Более того, в искусстве мы наблюдаем системные эффекты (в дан­ном случае стремительный рост отрицательной энтропии политиче­ского пробуждения) при отсутствии интерактивных "каналов", свя­зывающих творческого работника с публикой. Даже если его пер­вичное послание не очень четко политически выражено, как бывает в песнях протеста, достаточно того, что оно отражает широко рас­пространенное настроение. Но если творческий человек сможет удачно сфокусировать голос народа, то, как всегда бывало, он может вложить в его уста и нужные слова. Тогда творческий работник вполне сознательно принимает на себя и ответственность. Как ни странно, но наука, ставшая в значительной мере обособленной уси­лиями богатых и властных элементов нашего общества, вошла в число мишеней деятелей искусства. Каждый из них создает свою "Гернику". С моей точки зрения, и это я постоянно пропагандировал в творческих кругах, наука, как и искусство, является частью насле­дия человечества. И если она обособилась, то должна быть возвра­щена на свое место и использоваться людьми как принадлежащее им наследство, а не безропотно капитулировать перед теми, кто обрек ее на производство средств дальнейшего угнетения (военным или экономическим путем).

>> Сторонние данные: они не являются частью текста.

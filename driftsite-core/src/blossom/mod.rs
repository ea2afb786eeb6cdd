// SPDX-FileCopyrightText: 2026 Driftsite Contributors
//
// SPDX-License-Identifier: GPL-3.0-or-later

//! Blob Server Client
//!
//! Content-addressed HTTP stores: `HEAD /<hash>` answers presence,
//! `PUT /upload` stores, `DELETE /<hash>` removes. Every mutating request
//! carries an ephemeral signed authorization event in an
//! `Authorization: Nostr <base64(json)>` header.
//!
//! Uploads fan out: each blob is attempted on every server, a blob counts
//! as stored when at least one server succeeded, and a semaphore bounds
//! the number of in-flight blobs.

use std::path::PathBuf;
use std::sync::Arc;
use std::time::Duration;

use base64::Engine;
use bytes::Bytes;
use futures_util::future::join_all;
use thiserror::Error;
use tokio::sync::Semaphore;
use tokio::task::JoinSet;
use tokio_util::sync::CancellationToken;
use tracing::{debug, warn};

use crate::event::{build, Event};
use crate::report::{Category, Collector};
use crate::scan::FileEntry;
use crate::signer::{Signer, SignerError};

/// Default bound on in-flight blobs.
pub const DEFAULT_CONCURRENCY: usize = 4;

/// Budget for one HTTP request.
pub const HTTP_TIMEOUT: Duration = Duration::from_secs(30);

/// Blob-server client errors. Per-server upload failures are data
/// ([`ServerResult`]), not errors; these are the fatal cases.
#[derive(Error, Debug)]
pub enum BlossomError {
    #[error("Invalid server URL {url}: {message}")]
    InvalidServerUrl { url: String, message: String },

    #[error("HTTP client construction failed: {0}")]
    Client(reqwest::Error),

    #[error("No content loaded for {0}")]
    MissingContent(String),

    #[error(transparent)]
    Signer(#[from] SignerError),

    #[error("Cancelled")]
    Cancelled,
}

/// Outcome of one request against one server.
#[derive(Debug, Clone)]
pub struct ServerResult {
    pub server: String,
    pub success: bool,
    /// HTTP status when the server answered.
    pub status: Option<u16>,
    /// Error kind or body summary when the request failed.
    pub error: Option<String>,
}

/// Outcome of uploading one blob to the server set.
#[derive(Debug)]
pub struct UploadOutcome {
    /// The entry, with content released.
    pub entry: FileEntry,
    /// True when at least one server stored the blob.
    pub stored: bool,
    pub results: Vec<ServerResult>,
    /// Signed announcement, present iff the blob was stored. Built at
    /// most once per (path, hash); publication is the orchestrator's job.
    pub announcement: Option<Event>,
}

/// Client over a fixed set of blob servers.
pub struct BlossomClient {
    http: reqwest::Client,
    servers: Vec<String>,
}

impl BlossomClient {
    /// Normalizes the server URLs (scheme check, trailing slash) and
    /// builds the shared HTTP client.
    pub fn new(servers: &[String]) -> Result<Self, BlossomError> {
        let servers = servers
            .iter()
            .map(|url| normalize_server_url(url))
            .collect::<Result<Vec<_>, _>>()?;
        let http = reqwest::Client::builder()
            .timeout(HTTP_TIMEOUT)
            .user_agent(format!("{}/{}", build::CLIENT_NAME, env!("CARGO_PKG_VERSION")))
            .build()
            .map_err(BlossomError::Client)?;
        Ok(BlossomClient { http, servers })
    }

    /// The normalized server URLs.
    pub fn servers(&self) -> &[String] {
        &self.servers
    }

    /// `HEAD /<hash>`: true on any 2xx.
    pub async fn has_blob(&self, server: &str, hash: &str) -> Result<bool, reqwest::Error> {
        let response = self.http.head(format!("{server}{hash}")).send().await?;
        Ok(response.status().is_success())
    }

    /// Uploads every entry, at most `concurrency` blobs in flight.
    ///
    /// Per-file problems (content read failures, all-server upload
    /// failures) are collected and reported per outcome; only signer
    /// failures and cancellation abort the pass. Outcomes are ordered by
    /// path.
    pub async fn upload_files(
        self: Arc<Self>,
        signer: &Arc<dyn Signer>,
        entries: Vec<FileEntry>,
        root: PathBuf,
        concurrency: usize,
        collector: &Arc<Collector>,
        cancel: &CancellationToken,
    ) -> Result<Vec<UploadOutcome>, BlossomError> {
        let semaphore = Arc::new(Semaphore::new(concurrency.max(1)));
        let mut tasks = JoinSet::new();

        for mut entry in entries {
            let client = Arc::clone(&self);
            let signer = Arc::clone(signer);
            let collector = Arc::clone(collector);
            let semaphore = Arc::clone(&semaphore);
            let cancel = cancel.clone();
            let root = root.clone();

            tasks.spawn(async move {
                let _permit = tokio::select! {
                    _ = cancel.cancelled() => return Err(BlossomError::Cancelled),
                    permit = semaphore.acquire_owned() => {
                        permit.expect("semaphore never closed")
                    }
                };

                if let Err(e) = entry.load_content(&root).await {
                    collector.record(Category::Upload, &entry.path, e.to_string());
                    return Ok(UploadOutcome {
                        entry,
                        stored: false,
                        results: Vec::new(),
                        announcement: None,
                    });
                }

                let outcome = tokio::select! {
                    _ = cancel.cancelled() => Err(BlossomError::Cancelled),
                    outcome = client.upload_entry(signer.as_ref(), entry) => outcome,
                };
                let mut outcome = outcome?;

                if !outcome.stored {
                    for result in &outcome.results {
                        if let Some(error) = &result.error {
                            collector.record(Category::Upload, &outcome.entry.path, error.clone());
                        }
                    }
                }
                outcome.entry.release_content();
                Ok(outcome)
            });
        }

        let mut outcomes = Vec::new();
        while let Some(joined) = tasks.join_next().await {
            match joined {
                Ok(Ok(outcome)) => outcomes.push(outcome),
                Ok(Err(e)) => {
                    // Fatal: stop the remaining uploads too.
                    tasks.abort_all();
                    return Err(e);
                }
                Err(e) => warn!(error = %e, "upload task failed"),
            }
        }

        outcomes.sort_by(|a, b| a.entry.path.cmp(&b.entry.path));
        Ok(outcomes)
    }

    /// Uploads one blob to all servers: probe, authorize once, store where
    /// absent, then build the signed announcement if anything stuck.
    pub async fn upload_entry(
        &self,
        signer: &dyn Signer,
        mut entry: FileEntry,
    ) -> Result<UploadOutcome, BlossomError> {
        let bytes = Bytes::from(
            entry
                .content
                .take()
                .ok_or_else(|| BlossomError::MissingContent(entry.path.clone()))?,
        );

        let probes = join_all(
            self.servers
                .iter()
                .map(|server| self.has_blob(server, &entry.hash)),
        )
        .await;

        let mut results = Vec::with_capacity(self.servers.len());
        let mut pending: Vec<&String> = Vec::new();
        for (server, probe) in self.servers.iter().zip(probes) {
            match probe {
                Ok(true) => {
                    debug!(%server, path = %entry.path, "blob already present");
                    results.push(ServerResult {
                        server: server.clone(),
                        success: true,
                        status: None,
                        error: None,
                    });
                }
                // Absent, or the probe itself failed; the upload decides.
                Ok(false) | Err(_) => pending.push(server),
            }
        }

        if !pending.is_empty() {
            let auth = signer
                .sign(build::upload_authorization(&entry.hash, &entry.path))
                .await?;
            let header = auth_header(&auth);
            let uploads = join_all(pending.iter().map(|server| {
                self.put_blob(server, &entry.media_type, bytes.clone(), header.clone())
            }))
            .await;
            results.extend(uploads);
        }

        results.sort_by(|a, b| a.server.cmp(&b.server));
        let stored = results.iter().any(|r| r.success);

        let announcement = if stored {
            Some(signer.sign(build::file_announcement(&entry)).await?)
        } else {
            None
        };

        Ok(UploadOutcome {
            entry,
            stored,
            results,
            announcement,
        })
    }

    /// `PUT /upload` with the authorization header and raw body.
    async fn put_blob(
        &self,
        server: &str,
        media_type: &str,
        bytes: Bytes,
        auth_header: String,
    ) -> ServerResult {
        let request = self
            .http
            .put(format!("{server}upload"))
            .header(reqwest::header::AUTHORIZATION, auth_header)
            .header(reqwest::header::CONTENT_TYPE, media_type)
            .body(bytes);

        match request.send().await {
            Ok(response) => {
                let status = response.status();
                if status.is_success() {
                    ServerResult {
                        server: server.to_string(),
                        success: true,
                        status: Some(status.as_u16()),
                        error: None,
                    }
                } else {
                    let body = body_summary(response).await;
                    ServerResult {
                        server: server.to_string(),
                        success: false,
                        status: Some(status.as_u16()),
                        error: Some(format!("upload rejected: HTTP {}: {body}", status.as_u16())),
                    }
                }
            }
            Err(e) => ServerResult {
                server: server.to_string(),
                success: false,
                status: None,
                error: Some(format!("upload transport: {e}")),
            },
        }
    }

    /// `DELETE /<hash>` with a delete authorization.
    pub async fn delete_blob(
        &self,
        server: &str,
        hash: &str,
        auth: &Event,
    ) -> ServerResult {
        let request = self
            .http
            .delete(format!("{server}{hash}"))
            .header(reqwest::header::AUTHORIZATION, auth_header(auth));

        match request.send().await {
            Ok(response) => {
                let status = response.status();
                ServerResult {
                    server: server.to_string(),
                    success: status.is_success(),
                    status: Some(status.as_u16()),
                    error: (!status.is_success())
                        .then(|| format!("delete rejected: HTTP {}", status.as_u16())),
                }
            }
            Err(e) => ServerResult {
                server: server.to_string(),
                success: false,
                status: None,
                error: Some(format!("delete transport: {e}")),
            },
        }
    }
}

/// `Authorization: Nostr <base64(json(event))>` header value.
pub fn auth_header(auth: &Event) -> String {
    let json = serde_json::to_string(auth).expect("event serialization cannot fail");
    format!(
        "Nostr {}",
        base64::engine::general_purpose::STANDARD.encode(json)
    )
}

/// Ensures an absolute http(s) URL with a trailing slash.
pub fn normalize_server_url(url: &str) -> Result<String, BlossomError> {
    let parsed = url::Url::parse(url.trim()).map_err(|e| BlossomError::InvalidServerUrl {
        url: url.to_string(),
        message: e.to_string(),
    })?;
    if parsed.scheme() != "http" && parsed.scheme() != "https" {
        return Err(BlossomError::InvalidServerUrl {
            url: url.to_string(),
            message: format!("unsupported scheme {}", parsed.scheme()),
        });
    }
    let mut normalized = parsed.to_string();
    if !normalized.ends_with('/') {
        normalized.push('/');
    }
    Ok(normalized)
}

async fn body_summary(response: reqwest::Response) -> String {
    const LIMIT: usize = 120;
    match response.text().await {
        Ok(body) => {
            let trimmed = body.trim();
            if trimmed.len() > LIMIT {
                let mut cut = LIMIT;
                while !trimmed.is_char_boundary(cut) {
                    cut -= 1;
                }
                format!("{}…", &trimmed[..cut])
            } else {
                trimmed.to_string()
            }
        }
        Err(_) => String::new(),
    }
}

Во-вторых, голос народа можно заставить с помощью элементар­ной современной техники вторично звучать в его ушах. Стало обыч­ным делом во всем мире видеть тех, кто живет в экономически бед­нейших регионах, потеряв надежду и волю улучшить свое положе­ние. Сидят они на порогах своих домов, говорят один другому, что ничего нельзя поделать, надеясь, что в один прекрасный день поя­вится правительственная программа, которая спасет их от нищеты и безнадежности. В Канаде, кстати сказать, мне пришлось иметь дело с проектом, известным под названием "Клич к перемене" (Challenge for Change), когда группы молодых социалистов и работников кино предприняли попытки привлечь население восточного побережья Ка­нады к улучшению их собственного бедственного положения. Для реализации этого проекта, поддержанного министерством науки и техники и Национальным бюро кинофильмов, создавался фильм с помощью мобильной ручной киноаппаратуры. После того как фильм был смонтирован, его показали людям этого бедствующего сообщест­ва, которые до этого единодушно заявляли, что "сделать ничего нельзя" и "никто нам не поможет"; фильм оказался интересным, и все поняли, что кое-что все же можно сделать...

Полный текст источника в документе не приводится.